Patrick Djivas: Many times, we sing in Italian outside of Italy too. Many times, they ask us to do it, especially in Japan, for example. They love to listen to the Italian lyrics. They don’t understand the English lyrics either, but it seems like Italian sounds more like Japanese than English. Many times, even American audiences like to hear the Italian.
Franz Di Ciccio: There are some songs that they love to hear in Italian, for example. “The World Became the World,” for example, is one of those. They like the Italian lyrics more. I don’t know if maybe it’s the sound. They don’t understand the meaning of the song exactly, but they love the sound, because it sounds very romantic.
Patrick Djivas: You know, when you play in Japan, when you do a concert to a 3000 people crowd, when you finish the concert, you have 3000 people waiting for your autograph and waiting for you to sign their records or their photos. It’s amazing! So, many times, we have these guys who come to us, and they talk in Italian, and they talk with our lyrics! They say that they learned Italian because they’re fans and that they wanted to know what it meant. Many kids have come to us and said, “Well, we got married, because we both loved PFM!” I say, “Okay, yeah, well don’t blame us!” [laughs]
Thinking back to the earliest days of PFM, was there any precedent in Italy for what you were doing before you did it?
Patrick Djivas: Not really. At the time, music was more the beat [era]. So, in Italy first of all, very few bands were playing original music. They were just playing music from America, from England with Italian lyrics, you know? Including us at the beginning! Not as PFM, but the band before they became PFM and decided to do their own music and to start doing what they felt. PFM were the very first ones to use a very weird name and, after that, you know, thousands of bands came out with very strange names. Before, all the bands had animal names.
Anyway, in Italy…You know what happened? At a certain point, PFM was very lucky, because the very first single became a huge hit in Italy. That helped a lot, obviously. We came out with an LP because, at the time, [Italian] bands didn’t have any LP. They had singles! After that, the music scene in Italy changed a lot, not only for us but for all the music coming out from England. It happened to be the same thing in England, you know, in a way, when the prog scene came out and elaborate music came out. So, what happened, which was really great at the time, especially in Italy, I don’t know if it was because of the way young Italian people were at the time or whatever, but this kind of music became mainstream music, and that’s amazing! Quality music became mainstream. For example, Miles Davis was coming to Italy and playing for 20,000 people, things like that.
Franz Di Ciccio: When Genesis came to Italy, the Italian audience loved them. At the time they were not so famous. They played in Ancona the first time, and we played together! We opened the show for Genesis. That’s one of the reasons we are friends too, you know?

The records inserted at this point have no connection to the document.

//! Settlements
//!
//! Habitats with a shared store, an airlock, a garage, laboratories and
//! medical aids.

use serde::{Deserialize, Serialize};
use std::collections::BTreeSet;
use std::fmt;

use crate::components::{
    AgentId, Airlock, Coordinates, ExclusiveClaim, Inventory, MalfunctionManager, SlotCounter,
    VehicleId,
};

#[derive(Debug, Clone, PartialEq, Eq, Hash, PartialOrd, Ord, Serialize, Deserialize)]
pub struct SettlementId(pub String);

impl fmt::Display for SettlementId {
    fn fmt(&self, f: &mut fmt::Formatter<'_>) -> fmt::Result {
        f.write_str(&self.0)
    }
}

/// Vehicle bays. A vehicle occupies one bay while admitted.
#[derive(Debug, Clone)]
pub struct Garage {
    bays: SlotCounter,
    vehicles: BTreeSet<VehicleId>,
}

impl Garage {
    pub fn new(bays: u32) -> Self {
        Self {
            bays: SlotCounter::new(bays),
            vehicles: BTreeSet::new(),
        }
    }

    pub fn contains(&self, vehicle: &VehicleId) -> bool {
        self.vehicles.contains(vehicle)
    }

    /// Admits a vehicle not already inside. False when full or present.
    pub fn try_admit(&mut self, vehicle: &VehicleId) -> bool {
        if self.vehicles.contains(vehicle) || !self.bays.try_enter() {
            return false;
        }
        self.vehicles.insert(vehicle.clone());
        true
    }

    pub fn release(&mut self, vehicle: &VehicleId) -> bool {
        if self.vehicles.remove(vehicle) {
            self.bays.leave();
            true
        } else {
            false
        }
    }

    pub fn occupied(&self) -> u32 {
        self.bays.occupied()
    }

    pub fn capacity(&self) -> u32 {
        self.bays.capacity()
    }
}

#[derive(Debug, Clone)]
pub struct Laboratory {
    pub name: String,
    researchers: SlotCounter,
    pub science_points: f64,
}

impl Laboratory {
    pub fn new(name: impl Into<String>, researcher_slots: u32) -> Self {
        Self {
            name: name.into(),
            researchers: SlotCounter::new(researcher_slots),
            science_points: 0.0,
        }
    }

    pub fn try_enter(&mut self) -> bool {
        self.researchers.try_enter()
    }

    pub fn leave(&mut self) -> bool {
        self.researchers.leave()
    }

    pub fn has_free_slot(&self) -> bool {
        !self.researchers.is_full()
    }

    pub fn researcher_count(&self) -> u32 {
        self.researchers.occupied()
    }
}

/// A sick bay bed. One patient at a time.
#[derive(Debug, Clone)]
pub struct MedicalAid {
    pub name: String,
    patient: ExclusiveClaim<AgentId>,
}

impl MedicalAid {
    pub fn new(name: impl Into<String>) -> Self {
        Self {
            name: name.into(),
            patient: ExclusiveClaim::new(),
        }
    }

    pub fn try_admit(&mut self, agent: &AgentId) -> bool {
        self.patient.try_acquire(agent)
    }

    pub fn discharge(&mut self, agent: &AgentId) -> bool {
        self.patient.release(agent)
    }

    pub fn is_in_use(&self) -> bool {
        self.patient.is_held()
    }

    pub fn patient(&self) -> Option<&AgentId> {
        self.patient.holder()
    }
}

#[derive(Debug, Clone)]
pub struct Settlement {
    pub id: SettlementId,
    pub name: String,
    /// Numeric prefix of mission designations started here
    pub index: u32,
    pub coordinates: Coordinates,
    pub inventory: Inventory,
    pub airlock: Airlock,
    pub garage: Garage,
    pub laboratories: Vec<Laboratory>,
    pub medical_aids: Vec<MedicalAid>,
    pub malfunctions: MalfunctionManager,
}

impl Settlement {
    pub fn new(
        id: SettlementId,
        name: impl Into<String>,
        index: u32,
        coordinates: Coordinates,
        airlock: Airlock,
    ) -> Self {
        Self {
            id,
            name: name.into(),
            index,
            coordinates,
            inventory: Inventory::new(),
            airlock,
            garage: Garage::new(0),
            laboratories: Vec::new(),
            medical_aids: Vec::new(),
            malfunctions: MalfunctionManager::new(200.0),
        }
    }

    /// Index of the first laboratory with a free researcher slot.
    pub fn free_laboratory(&self) -> Option<usize> {
        self.laboratories.iter().position(Laboratory::has_free_slot)
    }

    /// Index of the first unoccupied medical aid.
    pub fn free_medical_aid(&self) -> Option<usize> {
        self.medical_aids.iter().position(|aid| !aid.is_in_use())
    }
}

#[cfg(test)]
mod tests {
    use super::*;

    #[test]
    fn test_garage_admission_is_balanced() {
        let mut garage = Garage::new(1);
        let a = VehicleId("rover_1".into());
        let b = VehicleId("rover_2".into());

        assert!(garage.try_admit(&a));
        assert!(!garage.try_admit(&a));
        assert!(!garage.try_admit(&b));
        assert_eq!(garage.occupied(), 1);

        assert!(!garage.release(&b));
        assert!(garage.release(&a));
        assert_eq!(garage.occupied(), 0);
        assert!(garage.try_admit(&b));
    }

    #[test]
    fn test_medical_aid_single_patient() {
        let mut aid = MedicalAid::new("Bed 1");
        let a = AgentId("a".into());
        let b = AgentId("b".into());
        assert!(aid.try_admit(&a));
        assert!(!aid.try_admit(&b));
        assert!(aid.discharge(&a));
        assert!(!aid.is_in_use());
    }

    #[test]
    fn test_free_laboratory_skips_full() {
        let mut settlement = Settlement::new(
            SettlementId("s".into()),
            "Alpha",
            0,
            Coordinates::default(),
            Airlock::new(2, 5.0),
        );
        settlement.laboratories.push(Laboratory::new("Lab A", 1));
        settlement.laboratories.push(Laboratory::new("Lab B", 1));
        assert_eq!(settlement.free_laboratory(), Some(0));
        assert!(settlement.laboratories[0].try_enter());
        assert_eq!(settlement.free_laboratory(), Some(1));
    }
}
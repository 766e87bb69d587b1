//! Drive Vehicle
//!
//! One driving shift toward a destination. The driver seat is exclusive;
//! speed drops with terrain difficulty and rough ground raises the accident
//! chance.

use crate::components::{AgentId, Colony, Coordinates, SkillType, VehicleId, VehicleStatus};
use crate::systems::TickContext;
use crate::tasks::{check_for_accident, HazardousWork, StepOutcome, Task, TaskBehavior, TaskKind};
use crate::EPSILON;

#[derive(Debug, Clone, Copy, PartialEq, Eq)]
enum DrivePhase {
    Mobilize,
    Driving,
}

#[derive(Debug)]
pub struct DriveVehicle {
    vehicle: VehicleId,
    destination: Coordinates,
    phase: DrivePhase,
    seated: bool,
}

impl DriveVehicle {
    pub fn task(colony: &Colony, vehicle: VehicleId, destination: Coordinates, shift: f64) -> Task {
        let name = colony
            .vehicles
            .get(&vehicle)
            .map(|v| v.name.clone())
            .unwrap_or_else(|| vehicle.0.clone());
        Task::new(
            TaskKind::DriveVehicle,
            format!("Driving {} to {}", name, destination),
            Self {
                vehicle,
                destination,
                phase: DrivePhase::Mobilize,
                seated: false,
            },
        )
        .with_duration(shift)
    }

    fn drive(&mut self, agent: &AgentId, ctx: &mut TickContext<'_>, time: f64) -> StepOutcome {
        let Some(rover) = ctx.colony.vehicles.get(&self.vehicle) else {
            return StepOutcome::Done(time);
        };
        if rover.malfunctions.has_malfunction() {
            tracing::debug!(agent = %agent, vehicle = %self.vehicle, "vehicle malfunction, stopping");
            return StepOutcome::Done(time);
        }
        let position = rover.coordinates;
        let heading = position.heading_to(&self.destination);
        let terrain = ctx.colony.environment.terrain_difficulty(&position, heading);
        let speed = rover.spec.base_speed / terrain.max(1.0);

        let Some(rover) = ctx.colony.vehicles.get_mut(&self.vehicle) else {
            return StepOutcome::Done(time);
        };
        let planned = speed * time;
        let covered = rover.drive_toward(self.destination, planned);
        let used = (covered / speed).min(time);
        let arrived = rover.coordinates.distance_to(&self.destination) <= EPSILON;
        if let Some(person) = ctx.person_mut(agent) {
            person.skills.add_experience(SkillType::Driving, used / 10.0);
        }

        // the shift goes on; a damaged rover stops it on the next step
        let entity = self.vehicle.0.clone();
        let work = HazardousWork {
            skill: SkillType::Driving,
            phase_weight: ctx.config.accidents.drive_phase_weight,
            environment_weight: terrain,
            entity: &entity,
            activity: "driving",
        };
        if check_for_accident(agent, ctx, &work, used) {
            if let Some(rover) = ctx.colony.vehicles.get_mut(&self.vehicle) {
                rover.malfunctions.trigger_accident("driving");
            }
        }

        if arrived {
            tracing::debug!(agent = %agent, vehicle = %self.vehicle, "arrived");
            return StepOutcome::Done(time - used);
        }
        if covered < planned - EPSILON {
            tracing::warn!(agent = %agent, vehicle = %self.vehicle, "out of fuel");
            return StepOutcome::Done(time - used);
        }
        StepOutcome::Continue(0.0)
    }
}

impl TaskBehavior for DriveVehicle {
    fn phase(&self) -> String {
        match self.phase {
            DrivePhase::Mobilize => "Mobilizing vehicle",
            DrivePhase::Driving => "Driving",
        }
        .to_string()
    }

    fn perform(&mut self, agent: &AgentId, ctx: &mut TickContext<'_>, time: f64) -> StepOutcome {
        match self.phase {
            DrivePhase::Mobilize => {
                let Some(rover) = ctx.colony.vehicles.get_mut(&self.vehicle) else {
                    return StepOutcome::Done(time);
                };
                if !rover.take_driver_seat(agent) {
                    return StepOutcome::Done(time);
                }
                self.seated = true;
                self.phase = DrivePhase::Driving;
                StepOutcome::Continue(time)
            }
            DrivePhase::Driving => self.drive(agent, ctx, time),
        }
    }

    fn release(&mut self, agent: &AgentId, ctx: &mut TickContext<'_>) {
        if !self.seated {
            return;
        }
        if let Some(rover) = ctx.colony.vehicles.get_mut(&self.vehicle) {
            rover.leave_driver_seat(agent);
            rover.status = VehicleStatus::Parked;
        }
        self.seated = false;
    }
}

Is progressive rock popular in Italy today?
Patrick Djivas: Not that much in Italy. Not in Italy but out of Italy. Like in Japan, if you talk about jazz, then you’re going to talk about American music, you know? In Japan, if you talk about prog music, they’re going to say “Italian!” There still are, nowadays, many many groups in Italy playing prog music. They don’t sell records, but many of them are playing, and some of them are pretty good.
Franz Di Ciccio: Because it’s amazing to play this music, that’s the reason!
Patrick Djivas: Because of Italy being an ancient, classical nest for music, classical music is pretty much in the people’s DNA. Maybe this is one of the reasons: the memory, the sense of the melody of Italians is very powerful. Our guitar player, for example, Marco Sfogli is an incredible and very very fast [inaudible] guitar player. He’s ridiculously fast on the guitar and does all those tapping things, but he has such a great heart, because he’s from Naples. The people there are pretty real people. They have a heart, and they have a very good sense of melody, because their traditional music is full of melody.
We all know “O Solo Mio,” you know, “It’s Now or Never.” These are typical Neapolitan melodies, you know? So, our guitar player has all the technical background of musicians nowadays, but he is from Naples, so he has all these melodies coming out. Maybe this is the reason why, in Italy, prog music is so important.